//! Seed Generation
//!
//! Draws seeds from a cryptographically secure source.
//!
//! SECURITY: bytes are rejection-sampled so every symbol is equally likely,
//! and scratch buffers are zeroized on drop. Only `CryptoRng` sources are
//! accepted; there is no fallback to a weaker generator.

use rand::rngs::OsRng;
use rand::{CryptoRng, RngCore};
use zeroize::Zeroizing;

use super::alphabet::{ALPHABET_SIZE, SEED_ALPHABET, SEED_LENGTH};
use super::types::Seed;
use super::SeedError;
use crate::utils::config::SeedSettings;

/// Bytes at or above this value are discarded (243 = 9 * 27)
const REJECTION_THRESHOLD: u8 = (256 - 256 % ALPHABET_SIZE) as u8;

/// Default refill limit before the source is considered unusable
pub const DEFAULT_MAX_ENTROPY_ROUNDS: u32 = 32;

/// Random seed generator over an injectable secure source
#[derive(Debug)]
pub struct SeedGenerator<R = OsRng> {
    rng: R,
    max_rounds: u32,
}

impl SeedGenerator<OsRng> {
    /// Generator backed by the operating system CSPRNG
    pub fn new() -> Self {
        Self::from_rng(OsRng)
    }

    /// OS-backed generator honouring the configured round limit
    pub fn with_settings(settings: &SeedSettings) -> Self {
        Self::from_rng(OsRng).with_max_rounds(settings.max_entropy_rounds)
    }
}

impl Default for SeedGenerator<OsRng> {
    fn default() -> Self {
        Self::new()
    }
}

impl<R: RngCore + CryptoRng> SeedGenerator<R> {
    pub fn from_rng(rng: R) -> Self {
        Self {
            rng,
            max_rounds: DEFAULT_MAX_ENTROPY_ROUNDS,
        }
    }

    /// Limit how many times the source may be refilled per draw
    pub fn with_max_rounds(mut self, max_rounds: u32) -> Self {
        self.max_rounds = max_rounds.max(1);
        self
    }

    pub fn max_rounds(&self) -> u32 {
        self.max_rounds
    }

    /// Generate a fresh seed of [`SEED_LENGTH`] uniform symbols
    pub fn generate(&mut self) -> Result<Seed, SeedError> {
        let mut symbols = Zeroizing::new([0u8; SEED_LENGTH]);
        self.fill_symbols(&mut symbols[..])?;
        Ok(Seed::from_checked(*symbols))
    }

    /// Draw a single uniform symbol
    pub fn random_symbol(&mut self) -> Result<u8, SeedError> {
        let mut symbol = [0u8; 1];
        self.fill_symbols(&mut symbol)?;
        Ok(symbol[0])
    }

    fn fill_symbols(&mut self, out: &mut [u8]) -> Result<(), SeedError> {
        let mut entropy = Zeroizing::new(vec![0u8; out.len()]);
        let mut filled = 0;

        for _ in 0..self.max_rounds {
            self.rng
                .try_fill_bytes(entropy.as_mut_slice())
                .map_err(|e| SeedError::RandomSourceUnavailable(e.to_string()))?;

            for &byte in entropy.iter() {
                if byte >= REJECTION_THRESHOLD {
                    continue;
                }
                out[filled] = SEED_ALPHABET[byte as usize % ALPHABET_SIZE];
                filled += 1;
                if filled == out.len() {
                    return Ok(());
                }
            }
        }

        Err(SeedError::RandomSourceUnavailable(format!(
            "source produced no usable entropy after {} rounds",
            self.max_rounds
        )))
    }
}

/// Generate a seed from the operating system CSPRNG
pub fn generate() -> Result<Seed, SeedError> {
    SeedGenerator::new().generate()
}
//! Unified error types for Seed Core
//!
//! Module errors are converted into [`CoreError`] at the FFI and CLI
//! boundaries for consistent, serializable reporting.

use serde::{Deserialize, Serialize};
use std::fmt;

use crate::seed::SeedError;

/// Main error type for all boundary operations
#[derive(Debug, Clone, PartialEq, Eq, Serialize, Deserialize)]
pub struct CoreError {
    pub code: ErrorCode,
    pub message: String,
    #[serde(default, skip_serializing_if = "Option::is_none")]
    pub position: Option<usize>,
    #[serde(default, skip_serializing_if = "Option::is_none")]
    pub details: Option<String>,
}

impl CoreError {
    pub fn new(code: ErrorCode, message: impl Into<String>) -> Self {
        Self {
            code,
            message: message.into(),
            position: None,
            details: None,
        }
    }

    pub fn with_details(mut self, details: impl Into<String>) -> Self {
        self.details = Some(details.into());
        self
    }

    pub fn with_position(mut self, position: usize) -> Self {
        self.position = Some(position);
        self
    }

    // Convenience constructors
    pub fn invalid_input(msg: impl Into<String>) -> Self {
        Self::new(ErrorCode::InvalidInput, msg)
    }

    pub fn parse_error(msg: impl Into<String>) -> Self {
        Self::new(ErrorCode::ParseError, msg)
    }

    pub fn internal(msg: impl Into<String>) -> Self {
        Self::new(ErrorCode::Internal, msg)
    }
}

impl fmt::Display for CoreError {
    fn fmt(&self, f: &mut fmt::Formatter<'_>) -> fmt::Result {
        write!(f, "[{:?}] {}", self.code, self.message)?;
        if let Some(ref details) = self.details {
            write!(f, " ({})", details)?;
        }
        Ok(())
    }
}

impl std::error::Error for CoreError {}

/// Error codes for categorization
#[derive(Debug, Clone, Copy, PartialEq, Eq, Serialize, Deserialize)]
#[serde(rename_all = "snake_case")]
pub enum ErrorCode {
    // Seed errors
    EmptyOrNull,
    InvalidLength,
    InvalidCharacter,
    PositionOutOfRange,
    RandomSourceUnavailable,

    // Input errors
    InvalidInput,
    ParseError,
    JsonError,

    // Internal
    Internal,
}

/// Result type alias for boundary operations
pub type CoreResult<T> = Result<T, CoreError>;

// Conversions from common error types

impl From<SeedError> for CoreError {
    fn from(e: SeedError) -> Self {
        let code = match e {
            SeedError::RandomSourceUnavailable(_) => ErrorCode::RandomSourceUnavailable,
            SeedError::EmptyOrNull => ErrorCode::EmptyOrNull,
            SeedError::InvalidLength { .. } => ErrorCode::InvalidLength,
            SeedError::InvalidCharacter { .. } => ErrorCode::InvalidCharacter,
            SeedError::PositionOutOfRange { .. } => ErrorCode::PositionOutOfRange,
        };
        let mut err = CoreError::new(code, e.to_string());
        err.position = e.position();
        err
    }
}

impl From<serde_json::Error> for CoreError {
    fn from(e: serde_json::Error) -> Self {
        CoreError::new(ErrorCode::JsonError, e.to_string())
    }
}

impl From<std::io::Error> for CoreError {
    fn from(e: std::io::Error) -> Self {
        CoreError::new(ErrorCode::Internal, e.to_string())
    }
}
...
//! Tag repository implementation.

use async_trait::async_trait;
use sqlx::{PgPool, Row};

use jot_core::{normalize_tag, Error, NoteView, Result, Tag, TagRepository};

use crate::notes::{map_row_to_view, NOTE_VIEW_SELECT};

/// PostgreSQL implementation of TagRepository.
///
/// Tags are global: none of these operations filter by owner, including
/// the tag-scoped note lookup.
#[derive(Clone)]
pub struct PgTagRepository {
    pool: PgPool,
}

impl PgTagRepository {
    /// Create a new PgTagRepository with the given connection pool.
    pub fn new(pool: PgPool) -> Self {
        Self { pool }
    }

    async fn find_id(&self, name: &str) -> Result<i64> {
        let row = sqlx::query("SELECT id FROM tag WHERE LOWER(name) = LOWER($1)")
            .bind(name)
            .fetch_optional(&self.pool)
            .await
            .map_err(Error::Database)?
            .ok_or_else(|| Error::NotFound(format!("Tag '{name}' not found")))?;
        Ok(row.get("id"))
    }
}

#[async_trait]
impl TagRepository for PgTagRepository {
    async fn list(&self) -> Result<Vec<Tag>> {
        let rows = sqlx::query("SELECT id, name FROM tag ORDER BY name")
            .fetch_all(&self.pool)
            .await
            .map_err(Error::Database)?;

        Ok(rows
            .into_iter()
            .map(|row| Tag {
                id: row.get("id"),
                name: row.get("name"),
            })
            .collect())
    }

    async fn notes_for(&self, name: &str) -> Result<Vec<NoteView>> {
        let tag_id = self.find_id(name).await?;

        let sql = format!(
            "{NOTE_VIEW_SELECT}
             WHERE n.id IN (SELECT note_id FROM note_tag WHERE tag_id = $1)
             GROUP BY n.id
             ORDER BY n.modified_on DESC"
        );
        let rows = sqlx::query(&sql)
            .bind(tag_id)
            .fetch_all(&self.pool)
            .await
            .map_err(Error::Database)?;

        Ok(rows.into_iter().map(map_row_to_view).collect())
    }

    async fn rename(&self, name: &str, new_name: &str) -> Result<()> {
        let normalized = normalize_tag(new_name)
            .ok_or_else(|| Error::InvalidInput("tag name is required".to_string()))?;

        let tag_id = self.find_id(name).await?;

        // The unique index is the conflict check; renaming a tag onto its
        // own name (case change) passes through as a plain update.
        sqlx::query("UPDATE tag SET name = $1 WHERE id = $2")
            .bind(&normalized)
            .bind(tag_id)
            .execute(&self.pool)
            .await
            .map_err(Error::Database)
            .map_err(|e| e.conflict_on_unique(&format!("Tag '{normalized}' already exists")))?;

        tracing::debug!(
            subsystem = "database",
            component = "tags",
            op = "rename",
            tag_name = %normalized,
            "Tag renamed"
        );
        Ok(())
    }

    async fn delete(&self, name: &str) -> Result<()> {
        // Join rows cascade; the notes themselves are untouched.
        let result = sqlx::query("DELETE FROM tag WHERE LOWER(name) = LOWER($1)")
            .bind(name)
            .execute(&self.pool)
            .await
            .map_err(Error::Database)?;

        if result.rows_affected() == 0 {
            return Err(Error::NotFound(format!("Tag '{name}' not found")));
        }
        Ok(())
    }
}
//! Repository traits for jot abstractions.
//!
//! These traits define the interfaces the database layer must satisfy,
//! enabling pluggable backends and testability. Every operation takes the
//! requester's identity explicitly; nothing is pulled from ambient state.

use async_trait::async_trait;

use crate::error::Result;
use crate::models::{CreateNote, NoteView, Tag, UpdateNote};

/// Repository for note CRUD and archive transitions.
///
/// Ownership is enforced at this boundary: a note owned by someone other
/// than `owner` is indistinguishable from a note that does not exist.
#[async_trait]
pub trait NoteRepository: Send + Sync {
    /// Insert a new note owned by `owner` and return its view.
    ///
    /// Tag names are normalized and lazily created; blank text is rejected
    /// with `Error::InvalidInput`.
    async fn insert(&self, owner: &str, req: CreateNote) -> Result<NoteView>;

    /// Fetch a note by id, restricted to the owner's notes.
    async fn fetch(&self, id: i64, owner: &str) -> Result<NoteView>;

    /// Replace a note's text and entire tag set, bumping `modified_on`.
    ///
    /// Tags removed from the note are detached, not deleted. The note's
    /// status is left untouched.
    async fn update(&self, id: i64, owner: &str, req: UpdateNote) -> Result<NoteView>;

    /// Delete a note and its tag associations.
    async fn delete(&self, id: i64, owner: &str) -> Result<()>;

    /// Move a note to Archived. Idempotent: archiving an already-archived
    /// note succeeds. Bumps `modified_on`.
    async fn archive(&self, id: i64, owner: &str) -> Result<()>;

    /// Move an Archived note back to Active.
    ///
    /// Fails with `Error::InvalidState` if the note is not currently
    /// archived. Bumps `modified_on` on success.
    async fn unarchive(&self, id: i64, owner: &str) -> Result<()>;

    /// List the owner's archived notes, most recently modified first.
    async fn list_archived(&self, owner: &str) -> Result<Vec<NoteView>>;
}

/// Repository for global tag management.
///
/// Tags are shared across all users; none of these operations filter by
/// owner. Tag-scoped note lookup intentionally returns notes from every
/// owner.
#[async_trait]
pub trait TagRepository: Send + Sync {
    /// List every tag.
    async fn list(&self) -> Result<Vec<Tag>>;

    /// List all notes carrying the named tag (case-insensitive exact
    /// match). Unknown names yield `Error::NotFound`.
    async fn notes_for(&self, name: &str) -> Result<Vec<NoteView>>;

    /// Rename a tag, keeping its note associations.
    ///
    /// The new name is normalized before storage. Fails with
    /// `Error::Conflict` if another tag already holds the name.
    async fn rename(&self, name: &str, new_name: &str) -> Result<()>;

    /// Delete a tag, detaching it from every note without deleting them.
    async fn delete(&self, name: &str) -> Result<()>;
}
...
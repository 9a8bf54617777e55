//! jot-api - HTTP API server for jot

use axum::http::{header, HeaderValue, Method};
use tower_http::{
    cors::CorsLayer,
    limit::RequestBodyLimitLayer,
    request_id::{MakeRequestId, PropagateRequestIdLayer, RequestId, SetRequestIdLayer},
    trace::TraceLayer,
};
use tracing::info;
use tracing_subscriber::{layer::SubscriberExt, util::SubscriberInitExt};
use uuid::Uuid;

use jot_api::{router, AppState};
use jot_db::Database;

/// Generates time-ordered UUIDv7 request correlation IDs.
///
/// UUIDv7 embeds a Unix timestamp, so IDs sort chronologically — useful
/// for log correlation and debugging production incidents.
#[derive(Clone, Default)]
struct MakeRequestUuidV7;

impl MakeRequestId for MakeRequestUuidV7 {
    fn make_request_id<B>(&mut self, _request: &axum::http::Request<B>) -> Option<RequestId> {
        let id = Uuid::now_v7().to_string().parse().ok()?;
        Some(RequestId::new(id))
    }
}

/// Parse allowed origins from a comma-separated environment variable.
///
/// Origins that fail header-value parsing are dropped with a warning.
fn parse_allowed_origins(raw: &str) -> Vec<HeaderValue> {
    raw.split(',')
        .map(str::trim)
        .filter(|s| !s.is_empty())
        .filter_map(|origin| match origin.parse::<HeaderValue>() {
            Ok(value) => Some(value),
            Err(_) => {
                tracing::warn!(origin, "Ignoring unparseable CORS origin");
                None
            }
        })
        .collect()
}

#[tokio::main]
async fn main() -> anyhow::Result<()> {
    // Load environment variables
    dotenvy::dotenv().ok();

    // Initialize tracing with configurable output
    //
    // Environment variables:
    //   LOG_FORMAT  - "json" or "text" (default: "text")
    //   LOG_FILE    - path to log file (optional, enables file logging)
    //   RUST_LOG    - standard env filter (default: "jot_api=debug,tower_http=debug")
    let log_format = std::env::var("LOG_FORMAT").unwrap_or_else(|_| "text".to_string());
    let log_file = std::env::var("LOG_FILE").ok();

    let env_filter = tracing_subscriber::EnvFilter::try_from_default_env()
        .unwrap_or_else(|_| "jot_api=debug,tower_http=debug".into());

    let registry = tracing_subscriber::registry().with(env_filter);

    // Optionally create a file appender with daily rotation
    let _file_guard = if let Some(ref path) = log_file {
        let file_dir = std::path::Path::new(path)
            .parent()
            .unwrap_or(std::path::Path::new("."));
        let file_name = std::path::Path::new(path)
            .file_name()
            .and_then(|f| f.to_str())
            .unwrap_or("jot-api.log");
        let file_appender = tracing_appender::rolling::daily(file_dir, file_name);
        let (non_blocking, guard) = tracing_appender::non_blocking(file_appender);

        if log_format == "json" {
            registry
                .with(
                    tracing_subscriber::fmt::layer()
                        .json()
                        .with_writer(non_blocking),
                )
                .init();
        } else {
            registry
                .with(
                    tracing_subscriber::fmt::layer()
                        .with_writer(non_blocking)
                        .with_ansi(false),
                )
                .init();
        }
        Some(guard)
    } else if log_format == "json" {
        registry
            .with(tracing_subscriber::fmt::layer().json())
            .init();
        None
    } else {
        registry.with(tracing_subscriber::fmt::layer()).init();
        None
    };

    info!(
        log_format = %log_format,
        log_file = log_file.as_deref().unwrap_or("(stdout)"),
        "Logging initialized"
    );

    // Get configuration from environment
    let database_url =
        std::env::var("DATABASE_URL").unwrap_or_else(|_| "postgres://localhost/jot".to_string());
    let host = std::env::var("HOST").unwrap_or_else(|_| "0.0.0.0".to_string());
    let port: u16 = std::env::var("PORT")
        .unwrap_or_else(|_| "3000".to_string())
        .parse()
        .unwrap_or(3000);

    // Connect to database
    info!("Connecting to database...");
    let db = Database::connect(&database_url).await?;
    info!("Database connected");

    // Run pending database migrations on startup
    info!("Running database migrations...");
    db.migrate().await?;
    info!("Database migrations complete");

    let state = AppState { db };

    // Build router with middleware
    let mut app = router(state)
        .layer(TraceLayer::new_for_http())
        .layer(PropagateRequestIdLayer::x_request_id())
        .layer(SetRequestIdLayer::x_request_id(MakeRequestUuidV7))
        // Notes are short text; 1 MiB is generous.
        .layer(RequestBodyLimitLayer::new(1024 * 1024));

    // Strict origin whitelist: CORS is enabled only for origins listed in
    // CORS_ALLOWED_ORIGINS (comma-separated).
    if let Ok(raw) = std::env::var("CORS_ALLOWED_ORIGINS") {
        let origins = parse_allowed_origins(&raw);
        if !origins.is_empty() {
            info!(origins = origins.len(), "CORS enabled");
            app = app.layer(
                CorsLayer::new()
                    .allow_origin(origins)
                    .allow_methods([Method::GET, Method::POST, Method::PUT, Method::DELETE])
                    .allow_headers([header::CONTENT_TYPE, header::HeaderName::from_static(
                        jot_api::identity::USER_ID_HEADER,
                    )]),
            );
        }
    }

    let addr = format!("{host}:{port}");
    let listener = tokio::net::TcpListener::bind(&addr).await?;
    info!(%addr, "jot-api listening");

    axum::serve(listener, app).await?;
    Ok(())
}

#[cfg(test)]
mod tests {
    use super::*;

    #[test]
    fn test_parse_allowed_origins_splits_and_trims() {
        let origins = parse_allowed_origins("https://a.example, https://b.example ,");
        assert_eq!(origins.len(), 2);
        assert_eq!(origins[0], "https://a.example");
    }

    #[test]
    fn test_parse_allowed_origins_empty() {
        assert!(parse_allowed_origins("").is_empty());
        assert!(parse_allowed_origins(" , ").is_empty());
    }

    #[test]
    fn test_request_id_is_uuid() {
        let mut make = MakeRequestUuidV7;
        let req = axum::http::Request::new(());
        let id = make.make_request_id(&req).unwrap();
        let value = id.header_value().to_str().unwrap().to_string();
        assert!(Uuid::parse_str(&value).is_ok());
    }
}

• TASK ITEM
Report, from the entries above, each line where "OsRng" is found.

• WRITTEN RESPONSE
use rand::rngs::OsRng;
pub struct SeedGenerator<R = OsRng> {
impl SeedGenerator<OsRng> {
        Self::from_rng(OsRng)
        Self::from_rng(OsRng).with_max_rounds(settings.max_entropy_rounds)
impl Default for SeedGenerator<OsRng> {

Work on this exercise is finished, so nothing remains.